I tried to contain my excitement. The old lady was giving me everything that could have identified the real Richard Kettenacher. Several of the documents contained not just photographs but personal signatures, blood types, details of medical examinations, his size of gas mask, helmet, cap and boots, a record of wounds and serious illnesses, and military decorations.

“The inspector here will issue you with a receipt for these documents,” I said. “And he’ll make sure that they’re returned safely to you.”

“I don’t care about them,” she said. “All I care about is having my Ricky returned safely to me.”

“God willing, yes,” I said, pocketing the missing man’s life history.

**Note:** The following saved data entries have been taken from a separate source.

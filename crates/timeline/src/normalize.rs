//! Upstream payload normalization.
//!
//! This is the only module that knows the field names used by the backend
//! (`t_2m`, `wind_dir_10m`, ...) and their camelCase equivalents. Everything
//! downstream works on the typed model.

use std::collections::BTreeMap;

use chrono::{DateTime, NaiveDateTime, Utc};
use foundation::geo::LatLng;
use serde_json::{Map, Value};
use tracing::warn;

use crate::aqi::aqi_from_pm25;
use crate::error::TimelineError;
use crate::model::{
    AirQualityReading, AqiCategory, NamedLocation, RawSeriesPoint, RawWeatherPoint, WeatherReading,
};

pub const DEFAULT_LOCATION_NAME: &str = "Current location";

const TEMPERATURE: &[&str] = &["t_2m", "temperature"];
const FEELS_LIKE: &[&str] = &["t_apparent", "feelsLike", "feels_like"];
const WIND_SPEED: &[&str] = &["wind_speed_10m", "windSpeed", "wind_speed"];
const WIND_DIRECTION: &[&str] = &["wind_dir_10m", "windDirection", "wind_direction"];
const HUMIDITY: &[&str] = &["relative_humidity_2m", "humidity"];
const PRESSURE: &[&str] = &["msl_pressure", "pressure"];
const CLOUD_COVER: &[&str] = &["total_cloud_cover", "cloudCover", "cloud_cover"];
const PM25: &[&str] = &["pm25", "pm2p5", "pm2_5"];

#[derive(Debug, Clone, PartialEq, Default)]
pub struct AirSeries {
    pub location: NamedLocation,
    pub points: Vec<RawSeriesPoint>,
}

#[derive(Debug, Clone, PartialEq, Default)]
pub struct WeatherSeries {
    pub location: NamedLocation,
    pub points: Vec<RawWeatherPoint>,
}

/// Parses a `/air` response: `{ location, timeline: [...] }` or a bare array.
pub fn air_series(payload: &Value) -> Result<AirSeries, TimelineError> {
    let (location, items) = split_payload(payload)?;
    Ok(AirSeries {
        location,
        points: take_parsed(items, "air", air_point),
    })
}

/// Parses a `/weather` response: `{ location, timeline: [...] }` or a bare array.
pub fn weather_series(payload: &Value) -> Result<WeatherSeries, TimelineError> {
    let (location, items) = split_payload(payload)?;
    Ok(WeatherSeries {
        location,
        points: take_parsed(items, "weather", weather_point),
    })
}

/// One air-quality point; `None` when it is not an object or its timestamp
/// cannot be read.
pub fn air_point(value: &Value) -> Option<RawSeriesPoint> {
    let obj = value.as_object()?;
    let timestamp = obj.get("timestamp").and_then(Value::as_str).and_then(parse_timestamp)?;

    let pollutants = pollutants(obj.get("pollutants"));
    let pm25 = PM25.iter().find_map(|k| pollutants.get(*k).copied());

    let aqi = number(obj, &["aqi"])
        .map(|v| v.round().clamp(0.0, f64::from(u32::MAX)) as u32)
        .or_else(|| pm25.map(aqi_from_pm25));

    let category = match obj.get("category").and_then(Value::as_str) {
        Some(label) if AqiCategory::from_label(label) != AqiCategory::Unknown => {
            AqiCategory::from_label(label)
        }
        _ => aqi.map_or(AqiCategory::Unknown, AqiCategory::from_aqi),
    };

    Some(RawSeriesPoint {
        timestamp,
        reading: AirQualityReading {
            aqi: aqi.unwrap_or(0),
            category,
            pollutants,
        },
    })
}

/// One weather point; `None` when it is not an object or its timestamp
/// cannot be read. Missing values become `0`.
pub fn weather_point(value: &Value) -> Option<RawWeatherPoint> {
    let obj = value.as_object()?;
    let timestamp = obj.get("timestamp").and_then(Value::as_str).and_then(parse_timestamp)?;

    let temperature = number(obj, TEMPERATURE).unwrap_or(0.0);
    Some(RawWeatherPoint {
        timestamp,
        reading: WeatherReading {
            temperature,
            feels_like: number(obj, FEELS_LIKE).unwrap_or(temperature),
            wind_speed: number(obj, WIND_SPEED).unwrap_or(0.0).max(0.0),
            wind_direction: wrap_degrees(number(obj, WIND_DIRECTION).unwrap_or(0.0)),
            humidity: number(obj, HUMIDITY).unwrap_or(0.0).clamp(0.0, 100.0),
            pressure: number(obj, PRESSURE).unwrap_or(0.0),
            cloud_cover: number(obj, CLOUD_COVER).unwrap_or(0.0).clamp(0.0, 100.0),
        },
    })
}

/// The `location` object of a single pushed point, if any.
pub fn point_location(value: &Value) -> NamedLocation {
    value.get("location").map(named_location).unwrap_or_default()
}

/// Display name for a fetched pair of series.
pub fn location_name(air: &NamedLocation, weather: &NamedLocation) -> String {
    [&air.name, &weather.name]
        .into_iter()
        .flatten()
        .map(|n| n.trim())
        .find(|n| !n.is_empty())
        .unwrap_or(DEFAULT_LOCATION_NAME)
        .to_string()
}

/// RFC 3339, or a naive `YYYY-MM-DDTHH:MM:SS[.f]` read as UTC.
pub fn parse_timestamp(raw: &str) -> Option<DateTime<Utc>> {
    let raw = raw.trim();
    if let Ok(ts) = DateTime::parse_from_rfc3339(raw) {
        return Some(ts.with_timezone(&Utc));
    }
    ["%Y-%m-%dT%H:%M:%S%.f", "%Y-%m-%d %H:%M:%S%.f", "%Y-%m-%dT%H:%M"]
        .iter()
        .find_map(|fmt| NaiveDateTime::parse_from_str(raw, fmt).ok())
        .map(|naive| naive.and_utc())
}

fn split_payload(payload: &Value) -> Result<(NamedLocation, &[Value]), TimelineError> {
    match payload {
        Value::Array(items) => Ok((NamedLocation::default(), items.as_slice())),
        Value::Object(obj) => {
            let location = obj.get("location").map(named_location).unwrap_or_default();
            match obj.get("timeline") {
                Some(Value::Array(items)) => Ok((location, items.as_slice())),
                Some(Value::Null) | None => Ok((location, &[][..])),
                Some(_) => Err(TimelineError::Schema("`timeline` is not an array".into())),
            }
        }
        _ => Err(TimelineError::Schema(
            "expected an object with `timeline` or an array".into(),
        )),
    }
}

fn take_parsed<T>(items: &[Value], what: &str, parse: fn(&Value) -> Option<T>) -> Vec<T> {
    let mut out = Vec::with_capacity(items.len());
    for (i, item) in items.iter().enumerate() {
        match parse(item) {
            Some(point) => out.push(point),
            None => {
                warn!(index = i, total = items.len(), "unreadable {what} point, truncating series");
                break;
            }
        }
    }
    out
}

fn named_location(value: &Value) -> NamedLocation {
    let Some(obj) = value.as_object() else {
        return NamedLocation::default();
    };
    let coord = match (number(obj, &["lat", "latitude"]), number(obj, &["lng", "lon", "longitude"])) {
        (Some(lat), Some(lng)) => LatLng::checked(lat, lng),
        _ => None,
    };
    NamedLocation {
        coord,
        name: obj.get("name").and_then(Value::as_str).map(str::to_string),
    }
}

fn pollutants(value: Option<&Value>) -> BTreeMap<String, f64> {
    let Some(Value::Object(obj)) = value else {
        return BTreeMap::new();
    };
    obj.iter()
        .filter_map(|(name, v)| as_f64(v).map(|c| (name.clone(), c.max(0.0))))
        .collect()
}

/// First readable number among `keys`.
fn number(obj: &Map<String, Value>, keys: &[&str]) -> Option<f64> {
    keys.iter().find_map(|k| obj.get(*k).and_then(as_f64))
}

fn as_f64(v: &Value) -> Option<f64> {
    let n = match v {
        Value::Number(n) => n.as_f64()?,
        Value::String(s) => s.trim().parse().ok()?,
        _ => return None,
    };
    n.is_finite().then_some(n)
}

fn wrap_degrees(deg: f64) -> f64 {
    let d = deg.rem_euclid(360.0);
    if d >= 360.0 { 0.0 } else { d }
}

As soon as Moeller had written one out, we left the pastor and the old lady alone and walked back to the car.

“Well?” asked Vigée.

I nodded. “I got everything.” I brandished the old lady’s envelope. “Everything. Kettenacher’s double couldn’t get past this lot. That’s the great thing about Nazi documentation. For one thing, there was so bloody much of it. And for another, it’s virtually impossible to contradict.”

“Let’s hope it’s not the real one,” said Vigée. “If he was blind, then perhaps he couldn’t see his mother. And perhaps her eyes are not so good and she couldn’t see him.” He looked through the documents. “Let us hope you’re right about this. I don’t like disappointments.”